When he realized he would not be able to sleep until the noise had ceased, Thomas surrendered to destiny and sat up on the cot. He glanced around the room, trying to pinpoint the origin of the noise. Maybe the phone was off the hook. But no, the sound seemed to be coming from all over the room.



"What the . . .?" he began, and stood up, his bare feet cold on the ammonia-stripped tiles of the hospital room.



Something moved up in the blue glow of the television screen. Thomas glanced at it, tried to focus.



Finally, truly, he came awake.



He'd been an idiot not to recognize the sound. Now, as he saw one of them crawling across the screen, crackling with static electricity from the set, his eyes went wide and he froze.



Bees.



There was no way to tell how many there were, but they were growing louder.
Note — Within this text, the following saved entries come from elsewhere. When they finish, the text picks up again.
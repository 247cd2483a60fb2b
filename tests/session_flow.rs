//! Client-session flows over the wired core: login, catalog dump,
//! market-data deltas, order entry and journal replay.

use serde_json::json;
use std::sync::Arc;
use std::time::Duration;
use tradedesk::catalog::{AccountBase, BrokerAccount, Catalog, Exchange, Security, SubAccount, User};
use tradedesk::prelude::*;
use tradedesk::risk::Limits;
use tradedesk::server::password_digest;

fn fixture() -> (Arc<Core>, tempfile::TempDir) {
    let catalog = Arc::new(Catalog::new());
    catalog.securities.publish_exchange(Exchange {
        id: 1,
        name: "NYSE".to_string(),
        ..Default::default()
    });
    catalog.securities.publish_security(Security {
        id: 1,
        symbol: "AAA".to_string(),
        exchange_id: 1,
        lot_size: 100,
        ..Default::default()
    });
    catalog.accounts.publish_sub_account(SubAccount {
        id: 1,
        name: "alpha".to_string(),
        base: AccountBase::with_limits(Limits::default()),
        broker_accounts: [(0u16, 8u16)].into_iter().collect(),
    });
    catalog.accounts.publish_broker_account(BrokerAccount {
        id: 8,
        name: "prime".to_string(),
        adapter_name: "ec-sim".to_string(),
        ..Default::default()
    });
    catalog.accounts.publish_user(User {
        id: 3,
        name: "trader".to_string(),
        password_digest: password_digest("secret"),
        sub_accounts: [1u16].into_iter().collect(),
        ..Default::default()
    });

    let dir = tempfile::tempdir().unwrap();
    let db = dir.path().join("tradedesk.db");
    {
        let conn = rusqlite::Connection::open(&db).unwrap();
        tradedesk::catalog::db::create_tables(&conn).unwrap();
    }
    let core = Core::open(
        catalog,
        CoreOptions {
            store_dir: dir.path().to_path_buf(),
            db_path: db,
            algo_threads: 1,
            io_threads: 1,
            disable_rms: false,
            pnl_start_delay: Duration::from_secs(3600),
        },
    )
    .unwrap();
    let mut registry = AdapterRegistry::new();
    tradedesk::sim::register(&mut registry);
    let config =
        Config::parse("[md-sim]\ndriver = \"sim\"\nsrc = \"SIM\"\nmarkets = \"NYSE\"\n\n[ec-sim]\ndriver = \"sim\"\n")
            .unwrap();
    core.load_adapters(&config, &registry).unwrap();
    (core, dir)
}

fn login(session: &mut Session) {
    let out = session.handle(&json!(["login", "trader", password_digest("secret")]));
    assert_eq!(out[0][0], "login");
    assert_eq!(out[0][1], "ok");
}

#[test]
fn login_required_and_checked() {
    let (core, _dir) = fixture();
    let mut session = Session::new(core);

    let out = session.handle(&json!(["securities"]));
    assert_eq!(out[0][0], "error");

    let out = session.handle(&json!(["login", "trader", "wrong-digest"]));
    assert_eq!(out[0][1], "error");

    let out = session.handle(&json!(["login", "nobody", password_digest("secret")]));
    assert_eq!(out[0][1], "error");

    login(&mut session);
    let out = session.handle(&json!(["securities"]));
    assert_eq!(out[0][0], "securities");
    // checksum + one security row
    assert_eq!(out[0].as_array().unwrap().len(), 3);
}

#[test]
fn md_subscription_pushes_deltas_once() {
    let (core, _dir) = fixture();
    let mut session = Session::new(core.clone());
    login(&mut session);

    let out = session.handle(&json!(["sub", 1]));
    assert_eq!(out[0][1], "ok");
    assert!(session.poll_md().is_none());

    core.md
        .update_trade(DataSrc::from_name("SIM"), 1, 10.5, 100.0);
    let frame = session.poll_md().unwrap();
    assert_eq!(frame[0], "md");
    let delta = &frame[1][1];
    assert_eq!(delta["c"], json!(10.5));
    assert_eq!(delta["V"], json!(100.0));

    // Nothing changed since: no frame.
    assert!(session.poll_md().is_none());

    let out = session.handle(&json!(["unsub", 1]));
    assert_eq!(out[0][1], "ok");
    core.md
        .update_trade(DataSrc::from_name("SIM"), 1, 10.6, 100.0);
    assert!(session.poll_md().is_none());
}

#[test]
fn order_entry_and_replay() {
    let (core, _dir) = fixture();
    let mut session = Session::new(core.clone());
    login(&mut session);

    let out = session.handle(&json!(["order", 1, 1, "Buy", "2", "0", 100.0, 10.0, 0.0]));
    assert_eq!(out[0][0], "order");
    let id = out[0][1].as_u64().unwrap() as u32;
    assert_eq!(core.book.get(id).unwrap().status, OrderStatus::New);

    core.dispatch.handle_fill(
        id,
        100.0,
        10.0,
        "X1",
        0,
        false,
        tradedesk::orderbook::ExecTransType::New,
        None,
    );

    // Offline replay returns the journaled confirmations plus a terminator.
    let frames = session.handle(&json!(["offline", 0, 0]));
    let orders: Vec<_> = frames.iter().filter(|f| f[0] == "Order").collect();
    assert!(orders.len() >= 3); // unconfirmed_new, new, filled
    assert_eq!(frames.last().unwrap()[0], "offline");

    let out = session.handle(&json!(["position", 1]));
    assert_eq!(out[0][0], "position");
    assert_eq!(out[0][2][1]["qty"], json!(100.0));
}

#[test]
fn cancel_permissions_enforced() {
    let (core, _dir) = fixture();
    let mut session = Session::new(core.clone());
    login(&mut session);

    let out = session.handle(&json!(["order", 1, 1, "Buy", "2", "0", 100.0, 10.0, 0.0]));
    let id = out[0][1].as_u64().unwrap() as u32;
    let out = session.handle(&json!(["cancel", id]));
    assert_eq!(out[0][0], "cancel");
    assert!(out[0][1].is_u64());
    assert_eq!(core.book.get(id).unwrap().status, OrderStatus::Canceled);
}

#[test]
fn targets_round_trip_through_session() {
    let (core, _dir) = fixture();
    let mut session = Session::new(core);
    login(&mut session);

    let out = session.handle(&json!(["target", 1, {"1": 500.0}]));
    assert_eq!(out[0][1], "ok");
    let out = session.handle(&json!(["target", 1]));
    assert_eq!(out[0][0], "target");
    assert_eq!(out[0][2]["1"], json!(500.0));

    // Unknown sub-account refused.
    let out = session.handle(&json!(["target", 9]));
    assert_eq!(out[0][0], "error");
}

#[test]
fn shutdown_is_admin_only() {
    let (core, _dir) = fixture();
    let mut session = Session::new(core);
    login(&mut session);
    let out = session.handle(&json!(["shutdown", 0, 1]));
    assert_eq!(out[0][0], "error");
}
Thomas hated bees and always had. But Nathan was in the room as well, breathing softly on his bed, and protecting his son was more important than trying not to get stung.



How in the hell did they get in here? he thought, as he shuffled silently across the tile toward the light switch on the wall. But how was secondary to what to do about them.
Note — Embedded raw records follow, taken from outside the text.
/// Per-sub-account PnL snapshot pushed to clients and appended to the pnl
/// files.
#[derive(Debug, Clone, Copy, Default, PartialEq)]
pub struct Pnl {
    pub unrealized: f64,
    pub commission: f64,
    pub realized: f64,
}

/// Target positions for a sub-account: security id → desired net quantity.
pub type Targets = HashMap<u32, f64>;

#[derive(Default)]
struct PnlTrack {
    last_written: Pnl,
    current: Pnl,
}

/// The position engine.
pub struct PositionManager {
    catalog: Arc<Catalog>,
    commissions: Arc<CommissionManager>,
    sub_positions: DashMap<(u16, u32), Position>,
    broker_positions: DashMap<(u16, u32), Position>,
    user_positions: DashMap<(u16, u32), Position>,
    sub_values: DashMap<u16, PositionValue>,
    broker_values: DashMap<u16, PositionValue>,
    user_values: DashMap<u16, PositionValue>,
    bods: DashMap<(u16, u32), BodRow>,
    targets: DashMap<u16, Arc<Targets>>,
    pnls: Mutex<HashMap<u16, PnlTrack>>,
    pnl_tick: AtomicU64,
    store: PositionStore,
    session: SessionInfo,
    store_dir: PathBuf,
    // Serializes confirmation application across all scopes.
    mutex: Mutex<()>,
}

/// Which aggregation scope to read.
#[derive(Debug, Clone, Copy, PartialEq, Eq)]
pub enum Scope {
    Sub,
    Broker,
    User,
}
At the wall, Thomas reached out, found the switch, and paused a moment before flipping the lights on. A part of him had expected the room to be blanketed in bees — the part that was slowly slipping away from reality. That part was relieved at what the lights revealed. The rest of him was horrified.



"Oh, Jesus, Nathan," he whispered.



Thomas was at the door a second later. He opened it quickly but quietly and stepped out into the hall. The nurses' station was abandoned. He gazed up and down the hall and heard someone laughing a short way down, around a corner.



"Hello?" he called, afraid to shout in case he riled the bees.



For a moment, he stood on the threshold, wanting desperately to get help, and yet unwilling to leave Nathan's side. There would be a nurse back any second, he knew it. If he just left the door open, help would arrive. What decided if for him was the sudden image that came into his mind of the cord with the nurse call button on it. If he pressed that, they'd come quickly.



Thomas turned back into Nathan's room, and bit his lip as he saw his son again. The bees were crawling across Nathan's sheets, buzzing around the bed, alighting on the window and in the corners of the room. A few dozen, that was all. But it was more than enough to cause Thomas to cease breathing for a moment as he stared at them. At Nathan. There didn't seem to be a single sting on his exposed flesh, and that calmed Thomas somewhat. But he couldn't just let them stay there. He had to do something, but what? Once he began to attack them, the bees would likely retaliate, stinging him time and again.



Thomas was allergic to bee stings. He would swell, perhaps enough to close off his breathing passages. In which case, he might die. His only positive thought was that he was in a hospital, so at least someone might get to him in time.



Someone.



His eyes found the white cable and small plastic button that he was supposed to press to call a nurse. It lay across Nathan's bed, next to the boy's legs. To reach it, he would have to put his hand on the sheet with the bees.



It had grown more difficult to breathe, as if he had already been stung, and Thomas tried to push it away. Anxiety, that's all it was, he assured himself. But still, he did not know what to do. He stared at the bees crawling on his son's bed, watched Nathan's face carefully, looking for any sign that his son might awaken, feeling the tiny pressure of the bees on him.